Cape Girardeau's smokers are fighting back.
A group of city residents -- and some outside the city's limits -- are organizing to oppose a proposed smoking ban in public places that will likely be decided by voters in April. They're meeting weekly, have launched a Facebook page to rally supporters and have designed a logo.
To them, the name they have chosen says it all: "Stand Up, Cape! What's Next?" They hope voters will stand up for the rights of business owners and smokers and ask if this right is taken away, which one is next to go?
"I know a lot of business owners downtown, and I think it's unfair to them," said John Pruitt, a group organizer and assistant professor at Southeast Missouri State University.
The group, made up of about 20 bar and restaurant owners and concerned citizens so far, is developing a campaign committee to convince voters that it's an unfair ban that tells business owners what they can do with their establishments. Unlike Breathe Easy of Cape Girardeau, the anti-smoking ban group says it's not a public health issue but a property rights issue, Pruitt said.

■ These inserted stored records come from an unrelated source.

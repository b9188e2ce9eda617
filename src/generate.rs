//! End-to-end generation: parse links, optionally probe, render, persist.
//!
//! Shared by the HTTP gateway and the CLI so both surfaces behave the same.

use serde::Deserialize;

use crate::clash::{
    online_only, render, summarize, GenerationOptions, HealthChecker, LineError,
    LinkParser, NodeStatus, ProbeSummary, ProxyNode, RulesInput, SubscriptionError,
};
use crate::store::{Owner, StoreError, SubscriptionStore};

/// Per-request option overrides. Anything left out falls back to the
/// configured [`GenerationOptions`].
#[derive(Debug, Clone, Default, Deserialize)]
#[serde(default)]
pub struct OptionOverrides {
    #[serde(alias = "mixedPort")]
    pub mixed_port: Option<u16>,
    #[serde(alias = "controllerPort")]
    pub controller_port: Option<u16>,
    #[serde(alias = "allowLan")]
    pub allow_lan: Option<bool>,
    #[serde(alias = "logLevel")]
    pub log_level: Option<String>,
    #[serde(alias = "dnsMode")]
    pub dns_mode: Option<String>,
    #[serde(alias = "enableIPv6", alias = "enableIpv6")]
    pub enable_ipv6: Option<bool>,
    #[serde(alias = "customRules")]
    pub custom_rules: Option<RulesInput>,
}

impl OptionOverrides {
    pub fn apply(&self, base: &GenerationOptions) -> GenerationOptions {
        let mut options = base.clone();
        if let Some(port) = self.mixed_port {
            options.mixed_port = port;
        }
        if let Some(port) = self.controller_port {
            options.controller_port = port;
        }
        if let Some(allow_lan) = self.allow_lan {
            options.allow_lan = allow_lan;
        }
        if let Some(level) = &self.log_level {
            options.log_level = level.clone();
        }
        if let Some(mode) = &self.dns_mode {
            options.dns_mode = mode.clone();
        }
        if let Some(ipv6) = self.enable_ipv6 {
            options.enable_ipv6 = ipv6;
        }
        if let Some(rules) = &self.custom_rules {
            options.custom_rules = rules.clone().into_lines();
        }
        options.normalized()
    }
}

#[derive(Debug, Clone, Default, Deserialize)]
#[serde(default)]
pub struct GenerateRequest {
    /// Share links, one per line.
    pub links: String,
    /// Probe every node before rendering.
    #[serde(alias = "checkNodes")]
    pub check_nodes: bool,
    /// Drop nodes that did not answer the probe. Implies `check_nodes`.
    #[serde(alias = "onlyOnline")]
    pub only_online: bool,
    /// Subscription name; a timestamped name is generated when absent.
    #[serde(alias = "configName")]
    pub config_name: Option<String>,
    #[serde(flatten)]
    pub overrides: OptionOverrides,
}

impl GenerateRequest {
    /// Caller-chosen config name, if any.
    fn requested_name(&self) -> Option<&str> {
        self.config_name
            .as_deref()
            .map(str::trim)
            .filter(|name| !name.is_empty())
    }
}

#[derive(Debug, Clone)]
pub struct GenerateOutcome {
    pub config_name: String,
    /// Stored file name; `None` when the config was only rendered.
    pub filename: Option<String>,
    pub content: String,
    /// Proxies in the rendered config.
    pub node_count: usize,
    /// Probe results for every parsed node, when probing ran.
    pub statuses: Option<Vec<NodeStatus>>,
    pub summary: Option<ProbeSummary>,
    /// Lines that were skipped while parsing.
    pub parse_errors: Vec<LineError>,
}

#[derive(Debug, thiserror::Error)]
pub enum GenerateError {
    #[error("please provide at least one share link")]
    EmptyInput,

    #[error(transparent)]
    Parse(#[from] SubscriptionError),

    #[error("no online nodes ({} probed)", .summary.total)]
    NoOnlineNodes {
        statuses: Vec<NodeStatus>,
        summary: ProbeSummary,
    },

    #[error("failed to save subscription: {0}")]
    Store(#[from] StoreError),
}

/// Parse, probe and render without touching the store.
pub async fn build(
    request: &GenerateRequest,
    base: &GenerationOptions,
    owner: &Owner,
) -> Result<GenerateOutcome, GenerateError> {
    if request.links.trim().is_empty() {
        return Err(GenerateError::EmptyInput);
    }

    let report = LinkParser::parse_links(&request.links)?;
    for skipped in &report.errors {
        tracing::warn!("skipped {skipped}");
    }

    let probe = request.check_nodes || request.only_online;
    let (nodes, statuses, summary): (Vec<ProxyNode>, _, _) = if probe {
        let statuses = HealthChecker::check_all(&report.nodes).await;
        let summary = summarize(&statuses);
        let nodes = if request.only_online {
            let online = online_only(&statuses);
            if online.is_empty() {
                return Err(GenerateError::NoOnlineNodes { statuses, summary });
            }
            online
        } else {
            report.nodes
        };
        (nodes, Some(statuses), Some(summary))
    } else {
        (report.nodes, None, None)
    };

    let config_name = request
        .requested_name()
        .map(str::to_string)
        .unwrap_or_else(|| SubscriptionStore::generated_name(owner));

    let options = request.overrides.apply(base);
    let content = render(&nodes, &options, &config_name);
    tracing::info!(
        "rendered '{config_name}' with {} node(s) (probe: {probe})",
        nodes.len()
    );

    Ok(GenerateOutcome {
        config_name,
        filename: None,
        content,
        node_count: nodes.len(),
        statuses,
        summary,
        parse_errors: report.errors,
    })
}

/// [`build`], then save the result under the config name.
///
/// A caller-chosen name replaces any earlier file of that name. Generated
/// names never do; a clash gets a numeric suffix instead.
pub async fn generate(
    request: &GenerateRequest,
    base: &GenerationOptions,
    owner: &Owner,
    store: &SubscriptionStore,
) -> Result<GenerateOutcome, GenerateError> {
    let mut outcome = build(request, base, owner).await?;
    let filename = if request.requested_name().is_some() {
        store.save(&outcome.config_name, &outcome.content).await?
    } else {
        store.save_new(&outcome.config_name, &outcome.content).await?
    };
    outcome.filename = Some(filename);
    Ok(outcome)
}

#[cfg(test)]
mod tests {
    use super::*;
    use crate::clash::ProbeState;

    const VLESS_LOCAL: &str = "vless://11111111-2222-3333-4444-555555555555@127.0.0.1:{port}#local";
    const VLESS_DEAD: &str = "vless://11111111-2222-3333-4444-555555555555@127.0.0.1:{port}#dead";

    fn request(links: &str) -> GenerateRequest {
        GenerateRequest {
            links: links.to_string(),
            ..GenerateRequest::default()
        }
    }

    async fn dead_port() -> u16 {
        let listener = tokio::net::TcpListener::bind("127.0.0.1:0").await.unwrap();
        listener.local_addr().unwrap().port()
    }

    #[tokio::test]
    async fn empty_input_is_rejected() {
        let err = build(&request("  \n "), &GenerationOptions::default(), &Owner::anonymous())
            .await
            .unwrap_err();
        assert!(matches!(err, GenerateError::EmptyInput));
    }

    #[tokio::test]
    async fn all_lines_invalid_is_parse_error() {
        let err = build(
            &request("ss://abc\ngarbage"),
            &GenerationOptions::default(),
            &Owner::anonymous(),
        )
        .await
        .unwrap_err();
        match err {
            GenerateError::Parse(SubscriptionError::NoValidLinks { errors }) => {
                assert_eq!(errors.len(), 2)
            }
            other => panic!("unexpected {other:?}"),
        }
    }

    #[tokio::test]
    async fn build_without_probe_keeps_all_nodes() {
        let links = "vless://u@a.example.com:443#a\nnot-a-link\nvless://u@b.example.com:443#b";
        let mut req = request(links);
        req.config_name = Some("mine".into());
        let outcome = build(&req, &GenerationOptions::default(), &Owner::anonymous())
            .await
            .unwrap();
        assert_eq!(outcome.config_name, "mine");
        assert_eq!(outcome.node_count, 2);
        assert_eq!(outcome.parse_errors.len(), 1);
        assert_eq!(outcome.parse_errors[0].line, 2);
        assert!(outcome.statuses.is_none());
        assert!(outcome.filename.is_none());
        assert!(outcome.content.contains("# Clash config - mine"));
    }

    #[tokio::test]
    async fn only_online_filters_dead_nodes() {
        let listener = tokio::net::TcpListener::bind("127.0.0.1:0").await.unwrap();
        let live = listener.local_addr().unwrap().port();
        let dead = dead_port().await;
        let links = format!(
            "{}\n{}",
            VLESS_LOCAL.replace("{port}", &live.to_string()),
            VLESS_DEAD.replace("{port}", &dead.to_string())
        );
        let mut req = request(&links);
        req.only_online = true;

        let outcome = build(&req, &GenerationOptions::default(), &Owner::anonymous())
            .await
            .unwrap();
        assert_eq!(outcome.node_count, 1);
        let statuses = outcome.statuses.unwrap();
        assert_eq!(statuses.len(), 2);
        assert_eq!(statuses[0].state, ProbeState::Online);
        assert_ne!(statuses[1].state, ProbeState::Online);
        assert_eq!(outcome.summary.unwrap().online, 1);
        assert!(outcome.content.contains("\"local\""));
        assert!(!outcome.content.contains("\"dead\""));
    }

    #[tokio::test]
    async fn only_online_with_nothing_online_fails() {
        let dead = dead_port().await;
        let mut req = request(&VLESS_DEAD.replace("{port}", &dead.to_string()));
        req.only_online = true;
        let err = build(&req, &GenerationOptions::default(), &Owner::anonymous())
            .await
            .unwrap_err();
        match err {
            GenerateError::NoOnlineNodes { statuses, summary } => {
                assert_eq!(statuses.len(), 1);
                assert_eq!(summary.total, 1);
                assert_eq!(summary.online, 0);
            }
            other => panic!("unexpected {other:?}"),
        }
    }

    #[tokio::test]
    async fn generate_saves_to_store() {
        let dir = tempfile::tempdir().unwrap();
        let store = SubscriptionStore::new(dir.path());
        let owner = Owner::new("alice").unwrap();
        let outcome = generate(
            &request("vless://u@a.example.com:443#a"),
            &GenerationOptions::default(),
            &owner,
            &store,
        )
        .await
        .unwrap();
        let filename = outcome.filename.unwrap();
        assert!(filename.starts_with("clash_config_alice_"));
        assert_eq!(store.load(&filename).await.unwrap(), outcome.content);
    }

    #[tokio::test]
    async fn back_to_back_generates_keep_both_files() {
        let dir = tempfile::tempdir().unwrap();
        let store = SubscriptionStore::new(dir.path());
        let owner = Owner::new("alice").unwrap();
        let base = GenerationOptions::default();

        let first = generate(&request("vless://u@a.example.com:443#first"), &base, &owner, &store)
            .await
            .unwrap();
        let second = generate(&request("vless://u@b.example.com:443#second"), &base, &owner, &store)
            .await
            .unwrap();

        let first_file = first.filename.unwrap();
        let second_file = second.filename.unwrap();
        assert_ne!(first_file, second_file);
        assert!(second_file.starts_with("clash_config_alice_"));
        assert!(store.load(&first_file).await.unwrap().contains("\"first\""));
        assert!(store.load(&second_file).await.unwrap().contains("\"second\""));
        assert_eq!(store.reset(&owner).await.unwrap(), 2);
    }

    #[tokio::test]
    async fn invalid_config_name_is_store_error() {
        let dir = tempfile::tempdir().unwrap();
        let store = SubscriptionStore::new(dir.path());
        let mut req = request("vless://u@a.example.com:443#a");
        req.config_name = Some("../escape".into());
        let err = generate(&req, &GenerationOptions::default(), &Owner::anonymous(), &store)
            .await
            .unwrap_err();
        assert!(matches!(err, GenerateError::Store(StoreError::InvalidName(_))));
    }

    #[test]
    fn overrides_fall_back_to_base() {
        let base = GenerationOptions {
            mixed_port: 7000,
            ..GenerationOptions::default()
        };
        let overrides = OptionOverrides {
            controller_port: Some(9999),
            custom_rules: Some(RulesInput::Text("DOMAIN,a.com,DIRECT\n".into())),
            ..OptionOverrides::default()
        };
        let options = overrides.apply(&base);
        assert_eq!(options.mixed_port, 7000);
        assert_eq!(options.controller_port, 9999);
        assert_eq!(options.custom_rules, vec!["DOMAIN,a.com,DIRECT".to_string()]);
    }

    #[test]
    fn request_accepts_camel_case_body() {
        let req: GenerateRequest = serde_json::from_value(serde_json::json!({
            "links": "vless://u@h:1",
            "checkNodes": true,
            "onlyOnline": false,
            "configName": "cfg",
            "mixedPort": 7891,
            "allowLan": true,
            "customRules": ["DOMAIN,a.com,DIRECT"]
        }))
        .unwrap();
        assert!(req.check_nodes);
        assert_eq!(req.config_name.as_deref(), Some("cfg"));
        assert_eq!(req.overrides.mixed_port, Some(7891));
        assert_eq!(req.overrides.allow_lan, Some(true));
        assert!(req.overrides.custom_rules.is_some());
        assert!(req.overrides.dns_mode.is_none());
    }
}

Twenty-six states and the District of Columbia have passed smoking bans that cover restaurants and bars. Four others ban smoking in restaurants but exempt stand-alone bars.
Pruitt and others believe such a ban would hurt businesses financially, which would trickle down to lost jobs and less taxes for city coffers.
"I think this ban would punch business owners in the stomach, especially in these bad economic times," Pruitt said.
Don't believe him? Pruitt said to look no farther than Columbia, Mo., where an ordinance took effect in January 2007, banning smoking in all bars, restaurants and workplaces.
The Federal Reserve Bank of St. Louis took a look at the effect in an article in its Regional Economic Development publication. The paper analyzed data for sales tax collections at eating and drinking establishments from January 2001 through December 2007, including the first 12 months of the smoking ban. The findings of the study suggest the smoking ban there has been associated with statistically significant losses in the sales tax revenue at Columbia's bars and restaurants, with an average decline of 3 percent to 4 percent. Some claim as many as 16 businesses have closed and blame the smoking ban.
Businesses that serve only food showed no significant effects of the ban, the study found, but those that serve food and alcohol or alcohol only show losses in the range of 6 percent to 11 percent.
"They cannot say this will not have an economic impact on Cape Girardeau," Pruitt said.
Karen Cain, who owns Port Cape Girardeau with her husband, Doc, is one of the leaders of the group. She said more than 20 people showed up for the meeting Wednesday and she expects more supporters as the election draws closer.
"Smokers are not second-class citizens," Cain said. "They're taxpayers and nurses, lawyers and professors who just happen to choose to smoke."
Besides, she said, business owners who pay property taxes and follow the law should not be told how to run their businesses, as long as they follow the law. Cain pointed out there are already many nonsmoking restaurants in Cape Girardeau.
"We've owned this for 22 years," she said. "We have separate areas for smokers and nonsmokers -- separate rooms. So I don't see the problem."
Cain knows many bar and restaurant owners that are against the ban. Many of them have committed to donating money to help the group get its message out to potential voters via television and newspaper advertisements, she said.
Members of the group are also suspicious about the dangers of secondhand smoke, saying the data is at best exaggerated. Breathe Easy Cape Girardeau has said the ban would protect workers who are subjected to secondhand smoke, but two employees at Port Cape said they didn't have a problem with it, including one who doesn't smoke.
Dave Nichols from Bell City, Mo., lives 40 miles away, but he works in Cape Girardeau and will try to help defeat the ban, even though he won't have a vote.
"Prohibitions never work," he said. "It's just a freedom that's lost, one more."